### Exercise objective:
Your answer must be a single number: the count of lines in the entries below that hold "Errors".

Items listed in a dataset
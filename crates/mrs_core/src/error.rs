//! Errors raised by the core building blocks.

use thiserror::Error;

/// Errors produced while building filters, projections or touching a
/// resource facade.
#[derive(Error, Debug, Clone, PartialEq, Eq)]
#[non_exhaustive]
pub enum CoreError {
    /// `$between` needs at least one bound.
    #[error("$between requires at least one non-null bound")]
    EmptyBetween,

    /// `$between` must be a two element array.
    #[error("$between expects an array with exactly two elements")]
    MalformedBetween,

    /// An operator key that the service does not understand.
    #[error("unknown filter operator \"{operator}\"")]
    UnknownOperator { operator: String },

    /// Filter JSON that does not map to any filter shape.
    #[error("invalid filter: {0}")]
    InvalidFilter(String),

    /// Field selection JSON that is neither a path list nor a boolean map.
    #[error("invalid field selection: {0}")]
    InvalidSelection(String),

    /// Assignment to a hypermedia field.
    #[error("The \"{0}\" property cannot be changed.")]
    ReadOnlyField(String),

    /// Deletion of a hypermedia field.
    #[error("The \"{0}\" property cannot be deleted.")]
    UndeletableField(String),

    /// A document that is not a JSON object.
    #[error("expected a JSON object, found {0}")]
    NotAnObject(&'static str),

    /// A resource document whose fields do not fit the requested type.
    #[error("invalid resource document: {0}")]
    InvalidDocument(String),
}

/// Type alias for core results.
pub type CoreResult<T> = std::result::Result<T, CoreError>;

/// Names the JSON type of a value for error messages.
pub(crate) fn json_type_name(value: &serde_json::Value) -> &'static str {
    match value {
        serde_json::Value::Null => "null",
        serde_json::Value::Bool(_) => "a boolean",
        serde_json::Value::Number(_) => "a number",
        serde_json::Value::String(_) => "a string",
        serde_json::Value::Array(_) => "an array",
        serde_json::Value::Object(_) => "an object",
    }
}
impl QueryOptions {
    pub fn new() -> Self {
        Self::default()
    }

    /// Restricts the items returned.
    pub fn filter(mut self, filter: impl Into<DataFilter>) -> Self {
        self.filter = Some(filter.into());
        self
    }

    /// Fields to include or exclude.
    pub fn select(mut self, select: FieldSelection) -> Self {
        self.select = Some(select);
        self
    }

    /// Appends a sort column.
    pub fn order_by(mut self, field: impl Into<String>, order: SortOrder) -> Self {
        self.order_by
            .get_or_insert_with(OrderBy::new)
            .insert(field.into(), order);
        self
    }

    pub fn skip(mut self, skip: u64) -> Self {
        self.skip = Some(skip);
        self
    }

    /// Page size.
    pub fn take(mut self, take: u64) -> Self {
        self.take = Some(take);
        self
    }

    /// Adds a cursor field with the last value seen.
    pub fn cursor(mut self, field: impl Into<String>, last: impl Into<Value>) -> Self {
        self.cursor
            .get_or_insert_with(Cursor::new)
            .insert(field.into(), last.into());
        self
    }

    /// Sends the last known GTID so the read sees earlier writes.
    pub fn read_own_writes(mut self, read_own_writes: bool) -> Self {
        self.read_own_writes = read_own_writes;
        self
    }
}

/// A prepared read.
#[derive(Debug, Clone)]
pub struct ObjectQuery<T> {
    gateway: Arc<Gateway>,
    path: String,
    options: QueryOptions,
    _marker: PhantomData<fn() -> T>,
}

impl<T> ObjectQuery<T> {
    /// The options this query was built with.
    pub fn options(&self) -> &QueryOptions {
        &self.options
    }

    /// The path and query string of the GET request.
    pub fn request_path(&self) -> String {
        request_path(&self.gateway, &self.path, &self.options)
    }
}

impl<T: DeserializeOwned> ObjectQuery<T> {
    /// Fetches one page.
    pub async fn fetch(&self) -> MrsResult<CollectionResponse<T>> {
        fetch_page(&self.gateway, &self.path, &self.options).await
    }

    /// Fetches the first matching item.
    pub async fn fetch_one(&self) -> MrsResult<Option<ResourceObject<T>>> {
        let mut options = self.options.clone();
        options.take = Some(1);
        let page = fetch_page(&self.gateway, &self.path, &options).await?;
        Ok(page.into_items().into_iter().next())
    }
}

impl<T: DeserializeOwned + Serialize> ObjectQuery<T> {
    /// Fetches every page until the server reports no more items.
    pub async fn fetch_all(&self) -> MrsResult<CollectionResponse<T>> {
        self.fetch_all_with_progress(|_| {}).await
    }

    /// Like [`ObjectQuery::fetch_all`], calling `progress` with the items
    /// gathered so far after each page.
    pub async fn fetch_all_with_progress<F>(&self, mut progress: F) -> MrsResult<CollectionResponse<T>>
    where
        F: FnMut(&[ResourceObject<T>]),
    {
        let mut options = self.options.clone();
        let mut all = CollectionResponse::default();
        loop {
            let page = fetch_page(&self.gateway, &self.path, &options).await?;
            let has_more = page.has_more();
            advance(&mut options, &page)?;
            all.extend_with(page);
            progress(all.items());
            if !has_more {
                return Ok(all);
            }
            debug!(path = %self.path, fetched = all.len(), "fetching next page");
        }
    }
}

/// Moves the cursor or the offset past the items of `page`.
fn advance<T: Serialize>(options: &mut QueryOptions, page: &CollectionResponse<T>) -> MrsResult<()> {
    match options.cursor.as_mut() {
        Some(cursor) if !cursor.is_empty() => {
            let Some(last) = page.items().last() else {
                return Ok(());
            };
            let last = serde_json::to_value(last.data()).map_mrs_err(ErrorCode::SerializeError)?;
            for (field, value) in cursor.iter_mut() {
                if let Some(next) = last.get(field) {
                    *value = next.clone();
                }
            }
        }
        _ => {
            let skip = options.skip.unwrap_or(0);
            options.skip = Some(skip + page.len() as u64);
        }
    }
    Ok(())
}

fn request_path(gateway: &Gateway, path: &str, options: &QueryOptions) -> String {
    let predicate = RequestPredicate::from_filter(options.filter.as_ref())
        .with_order_by(options.order_by.as_ref())
        .with_as_of(gateway.session().as_of(options.read_own_writes).as_deref())
        .with_cursor(options.cursor.as_ref());

    let mut query = url::form_urlencoded::Serializer::new(String::new());
    let mut empty = true;
    if let Some(q) = predicate.compile() {
        query.append_pair("q", &q);
        empty = false;
    }
    if let Some(f) = options.select.as_ref().and_then(|s| s.project().to_query_value()) {
        query.append_pair("f", &f);
        empty = false;
    }
    if let Some(limit) = options.take {
        query.append_pair("limit", &limit.to_string());
        empty = false;
    }
    if let Some(offset) = options.skip.filter(|_| !predicate.has_cursor()) {
        query.append_pair("offset", &offset.to_string());
        empty = false;
    }

    if empty {
        path.to_string()
    } else {
        format!("{}?{}", path, query.finish())
    }
}

async fn fetch_page<T: DeserializeOwned>(
    gateway: &Gateway,
    path: &str,
    options: &QueryOptions,
) -> MrsResult<CollectionResponse<T>> {
    let input = request_path(gateway, path, options);
    let body: Value = gateway
        .fetch_json(&input, FetchOptions::get().error_msg("Failed to fetch items."))
        .await?;
    let page = CollectionResponse::<T>::from_json(body)?;
    for item in &page {
        gateway.session().record_etag(item);
    }
    Ok(page)
}

/// Options of an update.
#[derive(Debug, Clone, Default, PartialEq, Eq)]
pub struct UpdateOptions {
    /// ETag the update is conditional on. Defaults to the one last seen for
    /// the resource.
    pub etag: Option<String>,
}

impl UpdateOptions {
    pub fn new() -> Self {
        Self::default()
    }

    /// ETag to send instead of the one last seen.
    pub fn etag(mut self, etag: impl Into<String>) -> Self {
        self.etag = Some(etag.into());
        self
    }
}

/// Options of a bulk delete. The filter is mandatory.
#[derive(Debug, Clone, PartialEq)]
pub struct DeleteOptions {
    pub filter: DataFilter,
    pub read_own_writes: bool,
}

impl DeleteOptions {
    /// Deletes the items matching `filter`.
    pub fn new(filter: impl Into<DataFilter>) -> Self {
        Self {
            filter: filter.into(),
            read_own_writes: false,
        }
    }

    /// Sends the last known GTID so the delete sees earlier writes.
    pub fn read_own_writes(mut self, read_own_writes: bool) -> Self {
        self.read_own_writes = read_own_writes;
        self
    }
}

/// Reply of a bulk delete.
#[derive(Debug, Clone, PartialEq, Deserialize)]
#[serde(rename_all = "camelCase")]
pub struct DeleteResult {
    pub items_deleted: u64,
    #[serde(default, rename = "_metadata")]
    pub metadata: Option<ResourceMetadata>,
}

### Task solution:
2